Холмс заметил, в какое привел меня замешательство, и сжалился.
— Вы, Ватсон, очень любите простые решения, и это правильно. Это трезвый взгляд на вещи. Этим вы мне иногда очень помогаете. Вот когда простые решения не срабатывают, только тогда и можно обращаться к сложным.

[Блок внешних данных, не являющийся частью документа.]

mod form;
mod layers;
mod model;
mod submission;

pub use form::{FormField, Widget, describe, describe_layer};
pub use layers::default_layer;
pub use model::{Entry, ModelConfiguration};
pub use submission::{Classification, ModelRecord, ModelSubmission};
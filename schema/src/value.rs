use std::fmt;

use serde::{Deserialize, Serialize};

/// The current value of a parameter.
///
/// Serializes as the plain JSON value, so `Int(3)` is `3`, `Null` is `null`
/// and `Layers` is an array of layer objects.
#[derive(Debug, Clone, PartialEq, Serialize, Deserialize)]
#[serde(untagged)]
pub enum Value {
    Null,
    Bool(bool),
    Int(i64),
    Float(f64),
    Str(String),
    Layers(Vec<Layer>),
}

impl Value {
    /// A short name of the value's kind, used in error messages.
    pub fn kind(&self) -> &'static str {
        match self {
            Self::Null => "null",
            Self::Bool(_) => "bool",
            Self::Int(_) => "int",
            Self::Float(_) => "float",
            Self::Str(_) => "str",
            Self::Layers(_) => "array",
        }
    }

    pub fn is_null(&self) -> bool {
        matches!(self, Self::Null)
    }

    pub fn as_bool(&self) -> Option<bool> {
        match *self {
            Self::Bool(b) => Some(b),
            _ => None,
        }
    }

    pub fn as_i64(&self) -> Option<i64> {
        match *self {
            Self::Int(i) => Some(i),
            _ => None,
        }
    }

    /// Returns the value as a float, widening integers.
    pub fn as_f64(&self) -> Option<f64> {
        match *self {
            Self::Int(i) => Some(i as f64),
            Self::Float(f) => Some(f),
            _ => None,
        }
    }

    pub fn as_str(&self) -> Option<&str> {
        match self {
            Self::Str(s) => Some(s),
            _ => None,
        }
    }

    pub fn as_layers(&self) -> Option<&[Layer]> {
        match self {
            Self::Layers(layers) => Some(layers),
            _ => None,
        }
    }
}

impl fmt::Display for Value {
    fn fmt(&self, f: &mut fmt::Formatter<'_>) -> fmt::Result {
        match self {
            Self::Null => f.write_str("null"),
            Self::Bool(b) => write!(f, "{b}"),
            Self::Int(i) => write!(f, "{i}"),
            Self::Float(x) => write!(f, "{x}"),
            Self::Str(s) => write!(f, "\"{s}\""),
            Self::Layers(layers) => write!(f, "[{} layer(s)]", layers.len()),
        }
    }
}

impl From<bool> for Value {
    fn from(value: bool) -> Self {
        Self::Bool(value)
    }
}

impl From<i64> for Value {
    fn from(value: i64) -> Self {
        Self::Int(value)
    }
}

impl From<f64> for Value {
    fn from(value: f64) -> Self {
        Self::Float(value)
    }
}

impl From<&str> for Value {
    fn from(value: &str) -> Self {
        Self::Str(value.to_owned())
    }
}

/// One layer of a neural network's architecture description.
///
/// The convolutional fields are only present on layers of convolutional
/// models and `return_sequences` only on layers of recurrent ones.
#[derive(Debug, Clone, PartialEq, Eq, Serialize, Deserialize)]
pub struct Layer {
    pub units: i64,
    pub activation: String,
    #[serde(default, skip_serializing_if = "Option::is_none")]
    pub filters: Option<i64>,
    #[serde(default, skip_serializing_if = "Option::is_none")]
    pub kernel_size: Option<i64>,
    #[serde(default, skip_serializing_if = "Option::is_none")]
    pub pool_size: Option<i64>,
    #[serde(default, skip_serializing_if = "Option::is_none")]
    pub return_sequences: Option<bool>,
}

impl Layer {
    /// Reads a field by name.
    ///
    /// # Returns
    /// `None` if the field is unknown or not present on this layer.
    pub fn get(&self, field: &str) -> Option<Value> {
        match field {
            "units" => Some(Value::Int(self.units)),
            "activation" => Some(Value::Str(self.activation.clone())),
            "filters" => self.filters.map(Value::Int),
            "kernel_size" => self.kernel_size.map(Value::Int),
            "pool_size" => self.pool_size.map(Value::Int),
            "return_sequences" => self.return_sequences.map(Value::Bool),
            _ => None,
        }
    }
}

#[cfg(test)]
mod tests {
    use super::*;

    #[test]
    fn test_untagged_json_shape() {
        let values = vec![
            Value::Null,
            Value::Bool(true),
            Value::Int(3),
            Value::Float(0.5),
            Value::Str("rbf".into()),
        ];
        let json = serde_json::to_string(&values).unwrap();
        assert_eq!(json, r#"[null,true,3,0.5,"rbf"]"#);
    }

    #[test]
    fn test_integral_float_stays_float() {
        let json = serde_json::to_string(&Value::Float(1.0)).unwrap();
        let parsed: Value = serde_json::from_str(&json).unwrap();
        assert_eq!(parsed, Value::Float(1.0));
    }

    #[test]
    fn test_layers_parse_from_array() {
        let parsed: Value = serde_json::from_str(
            r#"[{"units":64,"activation":"relu","return_sequences":false}]"#,
        )
        .unwrap();
        let layers = parsed.as_layers().unwrap();
        assert_eq!(layers.len(), 1);
        assert_eq!(layers[0].return_sequences, Some(false));
        assert_eq!(layers[0].filters, None);

        let empty: Value = serde_json::from_str("[]").unwrap();
        assert_eq!(empty, Value::Layers(Vec::new()));
    }

    #[test]
    fn test_absent_layer_fields_are_skipped() {
        let layer = Layer {
            units: 64,
            activation: "relu".into(),
            filters: None,
            kernel_size: None,
            pool_size: None,
            return_sequences: None,
        };
        let json = serde_json::to_string(&layer).unwrap();
        assert_eq!(json, r#"{"units":64,"activation":"relu"}"#);
        assert_eq!(layer.get("pool_size"), None);
        assert_eq!(layer.get("units"), Some(Value::Int(64)));
    }
}
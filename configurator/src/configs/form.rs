use schema::{Architecture, ModelSchema, ParamSpec, ParamType, TypeDescriptor, Value};
use serde::Serialize;

/// The form control a parameter is edited with.
#[derive(Debug, Clone, Copy, PartialEq, Eq, Serialize)]
#[serde(rename_all = "snake_case")]
pub enum Widget {
    Checkbox,
    Select,
    Number,
    Text,
    Layers,
}

/// Everything a form needs to render and label one parameter.
#[derive(Debug, Clone, PartialEq, Serialize)]
pub struct FormField {
    pub name: String,
    pub widget: Widget,
    #[serde(rename = "type")]
    pub ty: TypeDescriptor,
    pub default: Value,
    #[serde(skip_serializing_if = "Option::is_none")]
    pub min: Option<f64>,
    #[serde(skip_serializing_if = "Option::is_none")]
    pub max: Option<f64>,
    #[serde(skip_serializing_if = "Vec::is_empty")]
    pub options: Vec<String>,
    pub nullable: bool,
}

impl FormField {
    fn new(name: &str, spec: &ParamSpec) -> Self {
        let widget = match spec.ty {
            ParamType::Int | ParamType::Float => Widget::Number,
            ParamType::Bool => Widget::Checkbox,
            _ if spec.is_choice() => Widget::Select,
            ParamType::Str => Widget::Text,
            ParamType::Array | ParamType::Union(_) => Widget::Layers,
        };

        Self {
            name: name.to_owned(),
            widget,
            ty: spec.ty.descriptor(),
            default: spec.default_value(),
            min: spec.min,
            max: spec.max,
            options: spec.choices().into_iter().map(str::to_owned).collect(),
            nullable: spec.is_choice(),
        }
    }
}

/// Describes the form of a model, one field per parameter in schema order.
pub fn describe(schema: &ModelSchema) -> Vec<FormField> {
    schema
        .params
        .iter()
        .map(|(name, spec)| FormField::new(name, spec))
        .collect()
}

/// Describes the per-layer form of an architecture.
pub fn describe_layer(architecture: Architecture) -> Vec<FormField> {
    architecture
        .fields()
        .iter()
        .filter_map(|field| schema::layer_field(field).map(|spec| FormField::new(field, spec)))
        .collect()
}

Но я еще долго терзался угрызениями совести и чувствовал, что мой скептицизм был сродни предательству. Как мог я, лучший его друг, больше других знающий его методы и его блестящие победы там, где пасовали многие светлые головы, как мог я так далеко зайти в своем неверии, что превзошел, кажется, самого заскорузлого обывателя? Отныне, даже если муха, да, муха на банке с джемом покажется Холмсу подозрительной, я не стану иронизировать и не поколеблюсь сомнениями!
Я долго переживал случившееся. Сонливость совершенно прошла. Потому сразу после чая, достав свой блокнот, я попробовал по горячим следам записать впечатления дня и лег за полночь.